Yesterday Lira responded saying that Shedlock had turned the issue into a personal attack and that Mish had taken many of his points out of context (you can see a portion of Lira's response in yesterday's comments section). Lira has proposed an open debate with Mish on the topic. We will see if Mish accepts.
I bring all of this up because it triggered a comment in yesterday's comments section AND a whole whack of emails to my inbox.
As I said at the start of this post, this topic is THE biggest and most confounding debate that's going on right now in all of finance.
With that in mind I note that John Williams has come out with another bold statement today.
John Williams runs a website (www.shadowstats.com) on which he provides a stunning amount of real, unmanipulated government data.
Williams received an A.B. in Economics, cum laude, from Dartmouth College in 1971, and was awarded a M.B.A. from Dartmouth's Amos Tuck School of Business Administration in 1972, where he was named an Edward Tuck Scholar. For nearly 30 years he has been a private consulting economist specializing in government economic reporting.
His website, Shadow Stats, often paints a dramatically different picture of the state of the economy from the spin offered by government. Williams will, for example, offer you statistics on the Consumer Price Index as it existed prior to 2000. That was the year the formula for calculating inflation was changed. If you were to calculate inflation today using the same formula used before 2000, the rate is in excess of 6%!
Considering we are now force-fed statistics that pacify the masses by stating there is not inflation, that is significant.
Of course it's because the government has changed the way that figure is now calculated so - voila! - there is no inflation (even though you are feeling it in your pocketbook).
The impact of this cannot be understated. Inflation is just as present now as it was in the early 1970s. The only difference is the government now claims that many of those higher costs simply don't count (four legs good, two legs bad becomes four legs good, two legs better).
John Williams is yet another economist who has stated his firm believe that hyperinflation is in the offing. In 2009 he put out this analysis.
And today he has just released a note to clients in which he warns that hyperinflation may hit as soon as 6 to 9 months from today.
With so many established economists and pundits seeing nothing but deflation as far as the eye can see, and the US Federal Reserve doing all in its power to halt the deleveraging cycle, both in the open and shadow economies, what is Williams' argument?
Here, if you interested, is the statement from John Williams.

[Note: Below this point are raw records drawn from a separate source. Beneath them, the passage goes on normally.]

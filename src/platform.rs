//! Platform-specific virtual memory interface.
//!
//! This module provides an abstraction over the operating system's virtual
//! memory APIs, split into `reserve` (address space, no backing pages) and
//! `commit` (make a prefix of a reservation read/write), because `Arena`
//! needs the two sized independently:
//! - **Linux**: `mmap` + `mprotect` via `rustix`
//! - **macOS**: `mach_vm_allocate` + `mach_vm_protect` via `mach2`
//! - **Windows**: `VirtualAlloc` with `MEM_RESERVE`/`MEM_COMMIT` via `windows-sys`
//! - **Other Unix**: `mmap` + `mprotect` via `libc`

use std::fmt;

/// Error type for system memory mapping failures.
#[derive(Debug, Clone, Copy)]
pub struct MapError;

impl std::error::Error for MapError {}

impl fmt::Display for MapError {
    fn fmt(&self, f: &mut fmt::Formatter<'_>) -> fmt::Result {
        write!(f, "system virtual memory operation failed")
    }
}

/// Platform-specific virtual memory functions.
///
/// Every function operates on whole pages; callers round `size` up to the
/// page granularity before calling. Regions returned by `reserve` carry no
/// read/write access until `commit`ed; pages beyond the committed prefix
/// are never mapped writable, so an arena overflow running off the end of
/// `committed` reliably faults rather than silently corrupting memory.
pub mod sys {
    use super::MapError;
    use std::ptr::NonNull;

    /// Reserve `size` bytes of address space with no access.
    #[cfg(target_os = "linux")]
    #[inline]
    pub fn reserve(size: usize) -> Result<NonNull<u8>, MapError> {
        use rustix::mm::{mmap_anonymous, MapFlags, ProtFlags};
        use std::ptr;

        debug_assert!(size > 0);

        unsafe {
            match mmap_anonymous(
                ptr::null_mut(),
                size,
                ProtFlags::empty(),
                MapFlags::PRIVATE | MapFlags::NORESERVE,
            ) {
                Ok(ptr) => NonNull::new(ptr.cast()).ok_or(MapError),
                Err(_) => Err(MapError),
            }
        }
    }

    #[cfg(target_os = "linux")]
    #[inline]
    pub fn commit(ptr: NonNull<u8>, size: usize) -> Result<(), MapError> {
        use rustix::mm::{mprotect, MprotectFlags};

        unsafe {
            mprotect(
                ptr.as_ptr().cast(),
                size,
                MprotectFlags::READ | MprotectFlags::WRITE,
            )
            .map_err(|_| MapError)
        }
    }

    #[cfg(target_os = "linux")]
    #[inline]
    pub fn release(ptr: NonNull<u8>, size: usize) {
        use rustix::mm::munmap;

        unsafe {
            let _ = munmap(ptr.as_ptr().cast(), size);
        }
    }

    #[cfg(target_vendor = "apple")]
    #[inline]
    pub fn reserve(size: usize) -> Result<NonNull<u8>, MapError> {
        use mach2::kern_return::KERN_SUCCESS;
        use mach2::traps::mach_task_self;
        use mach2::vm::mach_vm_allocate;
        use mach2::vm_statistics::VM_FLAGS_ANYWHERE;
        use mach2::vm_types::{mach_vm_address_t, mach_vm_size_t};

        debug_assert!(size > 0);

        let task = unsafe { mach_task_self() };
        let mut address: mach_vm_address_t = 0;
        let vm_size: mach_vm_size_t = size as mach_vm_size_t;

        let retval = unsafe { mach_vm_allocate(task, &mut address, vm_size, VM_FLAGS_ANYWHERE) };

        if retval == KERN_SUCCESS {
            NonNull::new(address as *mut u8).ok_or(MapError)
        } else {
            Err(MapError)
        }
    }

    #[cfg(target_vendor = "apple")]
    #[inline]
    pub fn commit(ptr: NonNull<u8>, size: usize) -> Result<(), MapError> {
        use mach2::kern_return::KERN_SUCCESS;
        use mach2::traps::mach_task_self;
        use mach2::vm::mach_vm_protect;
        use mach2::vm_prot::{VM_PROT_READ, VM_PROT_WRITE};

        let task = unsafe { mach_task_self() };
        let retval = unsafe {
            mach_vm_protect(
                task,
                ptr.as_ptr() as u64,
                size as u64,
                0,
                VM_PROT_READ | VM_PROT_WRITE,
            )
        };

        if retval == KERN_SUCCESS {
            Ok(())
        } else {
            Err(MapError)
        }
    }

    #[cfg(target_vendor = "apple")]
    #[inline]
    pub fn release(ptr: NonNull<u8>, size: usize) {
        use mach2::traps::mach_task_self;
        use mach2::vm::mach_vm_deallocate;

        let task = unsafe { mach_task_self() };
        unsafe {
            let _ = mach_vm_deallocate(task, ptr.as_ptr() as u64, size as u64);
        }
    }

    #[cfg(windows)]
    #[inline]
    pub fn reserve(size: usize) -> Result<NonNull<u8>, MapError> {
        use windows_sys::Win32::System::Memory::{VirtualAlloc, MEM_RESERVE, PAGE_NOACCESS};

        let ptr = unsafe { VirtualAlloc(std::ptr::null(), size, MEM_RESERVE, PAGE_NOACCESS) };
        NonNull::new(ptr.cast()).ok_or(MapError)
    }

    #[cfg(windows)]
    #[inline]
    pub fn commit(ptr: NonNull<u8>, size: usize) -> Result<(), MapError> {
        use windows_sys::Win32::System::Memory::{VirtualAlloc, MEM_COMMIT, PAGE_READWRITE};

        let out = unsafe { VirtualAlloc(ptr.as_ptr().cast(), size, MEM_COMMIT, PAGE_READWRITE) };
        if out.is_null() {
            Err(MapError)
        } else {
            Ok(())
        }
    }

    #[cfg(windows)]
    #[inline]
    pub fn release(ptr: NonNull<u8>, _size: usize) {
        use windows_sys::Win32::System::Memory::{VirtualFree, MEM_RELEASE};

        unsafe {
            let _ = VirtualFree(ptr.as_ptr().cast(), 0, MEM_RELEASE);
        }
    }

    /// Fallback for other Unix-like systems.
    #[cfg(all(
        not(target_os = "linux"),
        not(target_vendor = "apple"),
        not(windows),
        unix
    ))]
    #[inline]
    pub fn reserve(size: usize) -> Result<NonNull<u8>, MapError> {
        use libc::{mmap, MAP_ANON, MAP_FAILED, MAP_PRIVATE, PROT_NONE};
        use std::ptr;

        debug_assert!(size > 0);

        let ptr = unsafe {
            mmap(
                ptr::null_mut(),
                size,
                PROT_NONE,
                MAP_PRIVATE | MAP_ANON,
                -1,
                0,
            )
        };

        if ptr == MAP_FAILED {
            Err(MapError)
        } else {
            NonNull::new(ptr.cast()).ok_or(MapError)
        }
    }

    #[cfg(all(
        not(target_os = "linux"),
        not(target_vendor = "apple"),
        not(windows),
        unix
    ))]
    #[inline]
    pub fn commit(ptr: NonNull<u8>, size: usize) -> Result<(), MapError> {
        use libc::{mprotect, PROT_READ, PROT_WRITE};

        let rc = unsafe { mprotect(ptr.as_ptr().cast(), size, PROT_READ | PROT_WRITE) };
        if rc == 0 {
            Ok(())
        } else {
            Err(MapError)
        }
    }

    #[cfg(all(
        not(target_os = "linux"),
        not(target_vendor = "apple"),
        not(windows),
        unix
    ))]
    #[inline]
    pub fn release(ptr: NonNull<u8>, size: usize) {
        use libc::munmap;

        unsafe {
            let _ = munmap(ptr.as_ptr().cast(), size);
        }
    }
}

I personally think it is important to read the likes of Lira, Shedlock and Williams to try and understand this important debate and make up your own mind on this critical economic issue.
Excerpts from statement from John Williams of the blog Shadow Stats
- SUMMARY OUTLOOK: Systemic Turmoil is Unthinkable, Unacceptable but Unavoidable.

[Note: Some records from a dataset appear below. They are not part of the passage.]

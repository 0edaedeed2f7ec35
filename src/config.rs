//! Tunable defaults for the runtime substrate.
//!
//! Every constant here has a single call site that reads it as a default;
//! callers override any of them by passing an explicit value to the
//! corresponding constructor (`Arena::new`, `Manager::new`, ...).

use bitflags::bitflags;

/// Default size of a fresh `Arena`'s reserved virtual region.
pub const DEFAULT_ARENA_SIZE: usize = 4 * 1024 * 1024;

/// Default size of the prefix committed eagerly when an `Arena` is created.
pub const DEFAULT_COMMITTED_SIZE: usize = 32 * 1024;

/// Number of scratch arenas each `ThreadContext` owns.
pub const SCRATCH_ARENA_COUNT: usize = 2;

/// Default per-worker `WSDeque` capacity. Must stay a power of two.
pub const DEFAULT_DEQUE_CAPACITY: usize = 1024;

/// Inline storage budget for a `JobInfo`'s captured closure, in bytes.
pub const JOB_INLINE_CAPACITY: usize = 48;

/// How many victim workers a worker tries before giving up on a steal pass.
pub const STEAL_ATTEMPTS_PER_PASS: usize = 8;

/// How long an idle worker waits on its condition variable before
/// re-checking the stopping flag and local queues, even without a notify.
pub const WORKER_PARK_TIMEOUT_MS: u64 = 10;

bitflags! {
    /// Behavior flags for `Arena::new`.
    #[derive(Debug, Clone, Copy, PartialEq, Eq)]
    pub struct ArenaFlags: u32 {
        /// Allocate a new chained `Arena` when a push overflows the
        /// current one instead of failing.
        const DO_CHAIN = 1 << 0;
    }
}

impl Default for ArenaFlags {
    fn default() -> Self {
        ArenaFlags::DO_CHAIN
    }
}

/// Parameters accepted by `Arena::new`.
#[derive(Debug, Clone, Copy)]
pub struct ArenaParams {
    pub size: usize,
    pub committed_size: usize,
    pub flags: ArenaFlags,
}

impl Default for ArenaParams {
    fn default() -> Self {
        Self {
            size: DEFAULT_ARENA_SIZE,
            committed_size: DEFAULT_COMMITTED_SIZE,
            flags: ArenaFlags::default(),
        }
    }
}

/// Parameters accepted by `Manager::new`.
#[derive(Debug, Clone, Copy)]
pub struct ManagerParams {
    pub worker_count: usize,
    pub deque_capacity: usize,
}

impl Default for ManagerParams {
    fn default() -> Self {
        Self {
            worker_count: std::thread::available_parallelism()
                .map(|n| n.get())
                .unwrap_or(1),
            deque_capacity: DEFAULT_DEQUE_CAPACITY,
        }
    }
}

Pardon the use of the Aerosmith lyrics in the opening headers, but the image of tap-dancing on a land mine pretty much describes what the Federal Reserve and the U.S. Government have been doing in order to prevent a systemic collapse in the last couple of years. Now, as business activity sinks anew, much expanded supportive measures will be needed to maintain short-term systemic stability. Such official actions, however, in combination with global perceptions of limited U.S. fiscal flexibility, likely will trigger massive flight from the U.S. dollar and force the Federal Reserve into heavy monetization of otherwise unwanted U.S. Treasury debt. When that land mine explodes — probably within the next six-to-nine months, the onset of a U.S. hyperinflation will be in place, with severe economic, social and political consequences that will follow. The Hyperinflation Special Report is referenced for broad background. The general outlook is not changed.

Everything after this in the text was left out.